À travers les nombreuses rencontres qui eurent lieu entre les délégués et les communications que j'ai données (plus de mille), il ressort que mon discours s'adressait fantasmatiquement à la personne protégée. Celle-ci peut, elle aussi, emprunter mille visages (succomber aux achats compulsifs, au surendettement, aux addictions, manifester de la violence, la subir, être déshérité, en proie à d'atroces rivalités au sein de sa lignée, incarcéré, tortionnaire, infanticide, assassin, atteint de la maladie Alzheimer, défaillant mentalement, handicapé, victime de viols, témoin de meurtre, atteint de pathologies variées ou combinées : perversion, psychoses, autisme), mais une constante se fait jour : elle transfère sur sa, ou son délégué, sa tension psychique dès le début de l'application de la mesure.
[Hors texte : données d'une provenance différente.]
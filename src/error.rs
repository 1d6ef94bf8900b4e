//! Error types, upstream failure classification, and the error responses the
//! preview proxy hands back to browsers.

use http_body_util::{combinators::UnsyncBoxBody, BodyExt, Empty, Full};
use hyper::body::Bytes;
use hyper::header::{CACHE_CONTROL, CONTENT_TYPE, RETRY_AFTER};
use hyper::{Response, StatusCode};
use once_cell::sync::Lazy;
use regex::Regex;
use serde::Serialize;
use std::time::Duration;
use thiserror::Error;

/// Error carried by response bodies: upstream read failures, local file
/// errors, or a stalled transfer
pub type BoxError = Box<dyn std::error::Error + Send + Sync>;

/// Body type of every response produced by the gateway
pub type ProxyBody = UnsyncBoxBody<Bytes, BoxError>;

/// Header carrying the machine-readable error code
pub const X_PROXY_ERROR: &str = "x-proxy-error";

pub fn full_body(bytes: impl Into<Bytes>) -> ProxyBody {
    Full::new(bytes.into()).map_err(|never| match never {}).boxed_unsync()
}

pub fn empty_body() -> ProxyBody {
    Empty::<Bytes>::new().map_err(|never| match never {}).boxed_unsync()
}

/// Error codes for gateway responses
#[derive(Debug, Clone, Copy, PartialEq, Eq, Serialize)]
#[serde(rename_all = "SCREAMING_SNAKE_CASE")]
pub enum ProxyErrorCode {
    /// Request is not preview traffic and nothing else handled it
    NotFound,
    /// Admin API request without a valid bearer token
    Unauthorized,
    /// No dev server port could be resolved for the project
    PreviewNotReady,
    /// Dev server is not (yet) accepting connections
    PreviewStarting,
    /// Dev server failed after it had been running
    PreviewProxyError,
    /// Internal gateway error
    InternalError,
}

impl ProxyErrorCode {
    /// Get the default HTTP status code for this error
    pub fn status_code(&self) -> StatusCode {
        match self {
            ProxyErrorCode::NotFound => StatusCode::NOT_FOUND,
            ProxyErrorCode::Unauthorized => StatusCode::UNAUTHORIZED,
            ProxyErrorCode::PreviewNotReady => StatusCode::CONFLICT,
            ProxyErrorCode::PreviewStarting => StatusCode::SERVICE_UNAVAILABLE,
            ProxyErrorCode::PreviewProxyError => StatusCode::BAD_GATEWAY,
            ProxyErrorCode::InternalError => StatusCode::INTERNAL_SERVER_ERROR,
        }
    }

    /// Get the error code as a string for the X-Proxy-Error header
    pub fn as_header_value(&self) -> &'static str {
        match self {
            ProxyErrorCode::NotFound => "NOT_FOUND",
            ProxyErrorCode::Unauthorized => "UNAUTHORIZED",
            ProxyErrorCode::PreviewNotReady => "PREVIEW_NOT_READY",
            ProxyErrorCode::PreviewStarting => "PREVIEW_STARTING",
            ProxyErrorCode::PreviewProxyError => "PREVIEW_PROXY_ERROR",
            ProxyErrorCode::InternalError => "INTERNAL_ERROR",
        }
    }
}

/// JSON error response body
#[derive(Debug, Serialize)]
pub struct ErrorResponse {
    pub code: ProxyErrorCode,
    pub message: String,
    pub status: u16,
}

impl ErrorResponse {
    pub fn new(code: ProxyErrorCode, message: impl Into<String>) -> Self {
        Self {
            status: code.status_code().as_u16(),
            code,
            message: message.into(),
        }
    }

    pub fn to_json(&self) -> String {
        serde_json::to_string(self).unwrap_or_else(|_| {
            format!(
                r#"{{"code":"{}","message":"{}","status":{}}}"#,
                self.code.as_header_value(),
                self.message.replace('\"', "\\\""),
                self.status
            )
        })
    }
}

/// Create a JSON error response with X-Proxy-Error header
pub fn json_error_response(code: ProxyErrorCode, message: impl Into<String>) -> Response<ProxyBody> {
    let body = ErrorResponse::new(code, message).to_json();

    Response::builder()
        .status(code.status_code())
        .header(CONTENT_TYPE, "application/json")
        .header(X_PROXY_ERROR, code.as_header_value())
        .body(full_body(body))
        .expect("valid response with StatusCode enum and static headers")
}

/// Which placeholder the embedding editor should see
#[derive(Debug, Clone, Copy, PartialEq, Eq)]
pub enum PlaceholderKind {
    /// Dev server has not come up yet (or is coming back up)
    Starting,
    /// Dev server was running and the proxy could not reach it
    ProxyError,
}

impl PlaceholderKind {
    /// Title the editor keys off; these strings are a stable contract
    pub fn title(&self) -> &'static str {
        match self {
            PlaceholderKind::Starting => "Preview starting",
            PlaceholderKind::ProxyError => "Preview proxy error",
        }
    }

    pub fn code(&self) -> ProxyErrorCode {
        match self {
            PlaceholderKind::Starting => ProxyErrorCode::PreviewStarting,
            PlaceholderKind::ProxyError => ProxyErrorCode::PreviewProxyError,
        }
    }
}

/// Invisible page that only carries a title and reloads itself
pub fn placeholder_html(kind: PlaceholderKind, reload_delay_ms: u64) -> String {
    format!(
        "<!doctype html>\n<html><head><meta charset=\"utf-8\"><title>{}</title></head>\
         <body><script>setTimeout(() => location.reload(), {})</script></body></html>\n",
        kind.title(),
        reload_delay_ms
    )
}

/// Placeholder for a failed upstream call. HTML clients get the self-reloading
/// page, everyone else a one-line text body.
pub fn placeholder_response(
    kind: PlaceholderKind,
    wants_html: bool,
    reload_delay_ms: u64,
) -> Response<ProxyBody> {
    let code = kind.code();
    let mut builder = Response::builder()
        .status(code.status_code())
        .header(CACHE_CONTROL, "no-store")
        .header(X_PROXY_ERROR, code.as_header_value());

    if kind == PlaceholderKind::Starting {
        builder = builder.header(RETRY_AFTER, "1");
    }

    let response = if wants_html {
        builder
            .header(CONTENT_TYPE, "text/html; charset=utf-8")
            .body(full_body(placeholder_html(kind, reload_delay_ms)))
    } else {
        builder
            .header(CONTENT_TYPE, "text/plain; charset=utf-8")
            .body(full_body(format!("{}\n", kind.title())))
    };

    response.expect("valid placeholder response with static headers")
}

/// Empty 409 returned when no dev server port is known; the editor draws its
/// own loading state on top of it
pub fn not_ready_response() -> Response<ProxyBody> {
    let code = ProxyErrorCode::PreviewNotReady;
    Response::builder()
        .status(code.status_code())
        .header(CONTENT_TYPE, "text/html; charset=utf-8")
        .header(CACHE_CONTROL, "no-store")
        .header(X_PROXY_ERROR, code.as_header_value())
        .body(empty_body())
        .expect("valid response with StatusCode enum and static headers")
}

/// Connection failures that feed bad-port memory and auto-restart
#[derive(Debug, Clone, Copy, PartialEq, Eq)]
pub enum FailureCode {
    ConnectionRefused,
    ConnectionReset,
    BrokenPipe,
    TimedOut,
    HostUnreachable,
    NotFound,
}

static FAILURE_MESSAGE: Lazy<Regex> = Lazy::new(|| {
    Regex::new(concat!(
        r"(?i)(econnrefused|connection refused)",
        r"|(econnreset|connection reset|socket hang up|connection closed before message completed)",
        r"|(epipe|broken pipe)",
        r"|(etimedout|timed out)",
        r"|(ehostunreach|host unreachable|no route to host)",
        r"|(enotfound|dns error|failed to lookup address)",
    ))
    .expect("Invalid regex pattern for upstream failure messages")
});

impl FailureCode {
    pub fn as_str(&self) -> &'static str {
        match self {
            FailureCode::ConnectionRefused => "ECONNREFUSED",
            FailureCode::ConnectionReset => "ECONNRESET",
            FailureCode::BrokenPipe => "EPIPE",
            FailureCode::TimedOut => "ETIMEDOUT",
            FailureCode::HostUnreachable => "EHOSTUNREACH",
            FailureCode::NotFound => "ENOTFOUND",
        }
    }

    /// Classify an OS error number
    #[cfg(unix)]
    pub fn from_errno(errno: i32) -> Option<Self> {
        match errno {
            libc::ECONNREFUSED => Some(FailureCode::ConnectionRefused),
            libc::ECONNRESET => Some(FailureCode::ConnectionReset),
            libc::EPIPE => Some(FailureCode::BrokenPipe),
            libc::ETIMEDOUT => Some(FailureCode::TimedOut),
            libc::EHOSTUNREACH => Some(FailureCode::HostUnreachable),
            _ => None,
        }
    }

    #[cfg(not(unix))]
    pub fn from_errno(errno: i32) -> Option<Self> {
        Self::from_kind(std::io::Error::from_raw_os_error(errno).kind())
    }

    fn from_kind(kind: std::io::ErrorKind) -> Option<Self> {
        use std::io::ErrorKind;
        match kind {
            ErrorKind::ConnectionRefused => Some(FailureCode::ConnectionRefused),
            ErrorKind::ConnectionReset | ErrorKind::ConnectionAborted => {
                Some(FailureCode::ConnectionReset)
            }
            ErrorKind::BrokenPipe => Some(FailureCode::BrokenPipe),
            ErrorKind::TimedOut => Some(FailureCode::TimedOut),
            _ => None,
        }
    }

    /// Case-insensitive match against an error message
    pub fn from_message(message: &str) -> Option<Self> {
        let captures = FAILURE_MESSAGE.captures(message)?;
        const CODES: [FailureCode; 6] = [
            FailureCode::ConnectionRefused,
            FailureCode::ConnectionReset,
            FailureCode::BrokenPipe,
            FailureCode::TimedOut,
            FailureCode::HostUnreachable,
            FailureCode::NotFound,
        ];
        CODES
            .iter()
            .enumerate()
            .find(|(idx, _)| captures.get(idx + 1).is_some())
            .map(|(_, code)| *code)
    }
}

impl std::fmt::Display for FailureCode {
    fn fmt(&self, f: &mut std::fmt::Formatter<'_>) -> std::fmt::Result {
        f.write_str(self.as_str())
    }
}

/// Classify an error chain. An OS error number anywhere in the chain decides
/// on its own; otherwise the joined messages are matched.
pub fn classify_failure(err: &(dyn std::error::Error + 'static)) -> Option<FailureCode> {
    let mut messages = Vec::new();
    let mut current = Some(err);

    while let Some(e) = current {
        if let Some(io) = e.downcast_ref::<std::io::Error>() {
            if let Some(errno) = io.raw_os_error() {
                return FailureCode::from_errno(errno);
            }
            if let Some(code) = FailureCode::from_kind(io.kind()) {
                return Some(code);
            }
        }
        messages.push(e.to_string());
        current = e.source();
    }

    FailureCode::from_message(&messages.join(": "))
}

/// Failure talking to a dev server
#[derive(Debug, Error)]
pub enum UpstreamError {
    #[error("upstream request failed: {0}")]
    Client(#[from] hyper_util::client::legacy::Error),

    #[error("upstream did not respond within {0:?}")]
    Timeout(Duration),

    #[error("failed to read upstream body: {0}")]
    Body(#[source] hyper::Error),

    #[error("upstream i/o error: {0}")]
    Io(#[from] std::io::Error),

    #[error("failed to build upstream request: {0}")]
    RequestBuild(String),

    #[error("invalid upgrade response from upstream")]
    InvalidUpgradeResponse,
}

impl UpstreamError {
    /// Connection-failure class of this error, if any
    pub fn failure_code(&self) -> Option<FailureCode> {
        match self {
            UpstreamError::Timeout(_) => Some(FailureCode::TimedOut),
            UpstreamError::RequestBuild(_) | UpstreamError::InvalidUpgradeResponse => None,
            other => classify_failure(other),
        }
    }
}

/// Errors surfaced to the host server. Returning one from a service closes the
/// client connection.
#[derive(Debug, Error)]
pub enum ProxyError {
    #[error("upgrade for project {project_id} could not be forwarded; socket destroyed")]
    SocketDestroyed { project_id: String },
}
Elle projette, à son corps défendant, son destin pulsionnel sur l'écran juridique du délégué. C'est l'apanage de l'humain, pensera-t-on en vain, de rater la spécificité du déni qui sous-tend cet impossible métier, déni de la nature fondamentalement psychique du cadre, qui n'est donc pas seulement juridique. Mais le support juridique n'entend pas la voix de l'inconscient qui le manipule, l'annihile, le rend impraticable ou voué au passage à l'acte, à son impuissance, car même si l'autonomie comme projet idéal semble atteinte, la confusion, véritable obstacle épistémologique en acte, inscrit le mandat dans l'illusion. Le mandataire se voit alors «confiné à la méditation métaphysique».